Milk Kefir is a cultured, fermented dairy beverage that tastes very similar to a yogurt drink. It’s made using a starter of “Kefir Grains”, which is a combination of lactic acid bacteria and yeasts in a matrix of proteins, lipids, and sugars.
Kefir and Yogurt have a lot in common but also have many differences. They differ in consistency, nutrient content, and how they’re made. Since Kefir is fermented, most lactose intolerant people can tolerate Kefir.
Some sites recommend that you buy Kefir from the stores. There are many sources that recommend that you prepare Kefir by yourself. My own experience was that I liked the taste of my home grown batch of Kefir much better than the ones that I bought from the store.

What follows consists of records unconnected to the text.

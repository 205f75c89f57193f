//! Data models for the publisher.
//!
//! These models describe edited site content, the change-sets built from it,
//! and the GitHub wire types the pipeline exchanges.

pub mod credential;
pub mod file_change;
pub mod git_objects;
pub mod site;

// Re-exports for convenient access
pub use credential::{AuthStatus, CredentialRecord};
pub use file_change::{ChangeOperation, ChangeSet, ChangeSummary, FileChange, FileContent};
pub use git_objects::{PublishOutcome, TreeEntry};
pub use site::{
    BlogIndexItem, BlogPost, CardStyles, ImageRef, Picture, Project, Share, SiteContent,
    SocialButton,
};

Here’s how Kefir is prepared at home.
The main ingredients are Kefir starter grains and Milk (preferably full-fat milk, and not the UHT varieties)

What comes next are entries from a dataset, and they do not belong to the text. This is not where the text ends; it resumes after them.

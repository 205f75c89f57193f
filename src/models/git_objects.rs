//! GitHub git-data and app-installation wire types.

use serde::{Deserialize, Serialize};

/// File mode for regular (non-executable) blobs.
pub const REGULAR_FILE_MODE: &str = "100644";

/// Response of `GET /repos/:owner/:repo/git/ref/:ref`.
#[derive(Debug, Clone, Deserialize)]
pub struct GitRefResponse {
    #[serde(rename = "ref")]
    pub ref_name: String,
    pub object: GitObjectPointer,
}

/// Object a ref points at.
#[derive(Debug, Clone, Deserialize)]
pub struct GitObjectPointer {
    pub sha: String,
    #[serde(rename = "type")]
    pub object_type: String,
}

/// Body of `POST /repos/:owner/:repo/git/blobs`.
#[derive(Debug, Clone, Serialize)]
pub struct CreateBlobRequest<'a> {
    pub content: &'a str,
    pub encoding: &'a str,
}

/// Any created git object; only the SHA matters to the pipeline.
#[derive(Debug, Clone, Deserialize)]
pub struct GitObjectResponse {
    pub sha: String,
}

/// One entry of a tree creation request.
///
/// `sha: None` serializes as `null`, which removes the path from the base tree.
#[derive(Debug, Clone, PartialEq, Eq, Serialize)]
pub struct TreeEntry {
    pub path: String,
    pub mode: String,
    #[serde(rename = "type")]
    pub entry_type: String,
    pub sha: Option<String>,
}

impl TreeEntry {
    /// Entry pointing `path` at an uploaded blob.
    pub fn blob(path: impl Into<String>, sha: impl Into<String>) -> Self {
        Self {
            path: path.into(),
            mode: REGULAR_FILE_MODE.to_string(),
            entry_type: "blob".to_string(),
            sha: Some(sha.into()),
        }
    }

    /// Entry removing `path`.
    pub fn deletion(path: impl Into<String>) -> Self {
        Self {
            path: path.into(),
            mode: REGULAR_FILE_MODE.to_string(),
            entry_type: "blob".to_string(),
            sha: None,
        }
    }
}

/// Body of `POST /repos/:owner/:repo/git/trees`.
#[derive(Debug, Clone, Serialize)]
pub struct CreateTreeRequest<'a> {
    pub base_tree: &'a str,
    pub tree: &'a [TreeEntry],
}

/// Body of `POST /repos/:owner/:repo/git/commits`.
#[derive(Debug, Clone, Serialize)]
pub struct CreateCommitRequest<'a> {
    pub message: &'a str,
    pub tree: &'a str,
    pub parents: Vec<&'a str>,
}

/// Body of `PATCH /repos/:owner/:repo/git/refs/:ref`.
#[derive(Debug, Clone, Serialize)]
pub struct UpdateRefRequest<'a> {
    pub sha: &'a str,
    pub force: bool,
}

/// Response of `GET /repos/:owner/:repo/installation`.
#[derive(Debug, Clone, Deserialize)]
pub struct InstallationResponse {
    pub id: u64,
}

/// Response of `POST /app/installations/:id/access_tokens`.
#[derive(Debug, Clone, Deserialize)]
pub struct InstallationTokenResponse {
    pub token: String,
    pub expires_at: Option<String>,
}

/// Response of `GET /repos/:owner/:repo/contents/:path`.
#[derive(Debug, Clone, Deserialize)]
pub struct ContentResponse {
    pub sha: String,
    pub content: Option<String>,
    pub encoding: Option<String>,
}

/// Result of a successful publish.
#[derive(Debug, Clone, PartialEq, Eq, Serialize)]
pub struct PublishOutcome {
    /// New branch tip.
    pub commit_sha: String,

    /// Tree of the new commit.
    pub tree_sha: String,

    /// Tip observed at the start of the publish.
    pub parent_sha: String,

    /// Number of blobs uploaded.
    pub blobs_created: usize,

    /// Number of paths removed.
    pub paths_deleted: usize,
}

#[cfg(test)]
mod tests {
    use super::*;

    #[test]
    fn test_deletion_serializes_null_sha() {
        let json = serde_json::to_value(TreeEntry::deletion("public/a.png")).unwrap();
        assert_eq!(json["sha"], serde_json::Value::Null);
        assert_eq!(json["mode"], "100644");
        assert_eq!(json["type"], "blob");
    }

    #[test]
    fn test_ref_response_parses() {
        let raw = r#"{"ref":"refs/heads/main","node_id":"x","url":"u","object":{"sha":"abc","type":"commit","url":"u"}}"#;
        let parsed: GitRefResponse = serde_json::from_str(raw).unwrap();
        assert_eq!(parsed.ref_name, "refs/heads/main");
        assert_eq!(parsed.object.sha, "abc");
        assert_eq!(parsed.object.object_type, "commit");
    }
}
//! Site Publisher - commit-based publishing backend for a self-hosted site.
//!
//! Content edited in the browser is published by committing the changed
//! files straight to the site's GitHub repository. A passphrase-protected
//! GitHub App private key is exchanged for a short-lived installation token,
//! and each edit becomes exactly one commit built from blobs, a tree and a
//! single-parent commit before the branch is moved.
//!
//! - [`services::CredentialVault`] keeps the key encrypted at rest.
//! - [`services::TokenBroker`] turns the key into an installation token.
//! - [`services::GitPipeline`] turns a [`models::ChangeSet`] into a commit.
//! - [`builders`] turn domain edits into change-sets.

pub mod builders;
pub mod commands;
pub mod config;
pub mod error;
pub mod models;
pub mod services;
pub mod state;

pub use config::AppSettings;
pub use error::AppError;
pub use state::AppState;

The process is very simple – add a teaspoon of kefir grains to table spoon of full fat milk and mix well. Add this to a cup of milk and let it sit out at room temperature in a cool dark place for about 24 hours. After the 24 hour period, strain the Kefir grains using a plastic strainer. Your Kefir drink is now ready for consumption.
Here’s what you also need to know :
- The ‘Kefir Grains’ are living cultures and can be re-used as the starter for subsequent batches. After preparing your batch of Kefir, strain the Kefir Grains. You could store the grains by placing them in a cup of milk and keep in the refrigerator. Stored this way Kefir grains can remain viable for multiple uses.
- The grains enlarge in the process of Kefir production, even reaching a walnut size, and eventually they split.
- As the grains grow, you will also notice that your Kefir Milk ferments faster and becomes sourer. If you would like your drink to be less sourer, reduce the quantity of Kefir grains.
- Make sure that the Kefir grains do not come in contact with metal utensils (spoons, strainers, bowls etc.). Proponents say that contact with metals can spoil the Kefir grains. They recommend that you could use glass bottles, wood or plastic spoons and plastic strainers for producing Kefir.
- While washing the grains, use filtered or distilled water. Make sure that you maintain a high level of hygiene while producing your batches.
- When you start on a new starter batch of Kefir Grains, your first batch of production may have an odor. If you are sensitive to the smell, then you could discard the first two batches.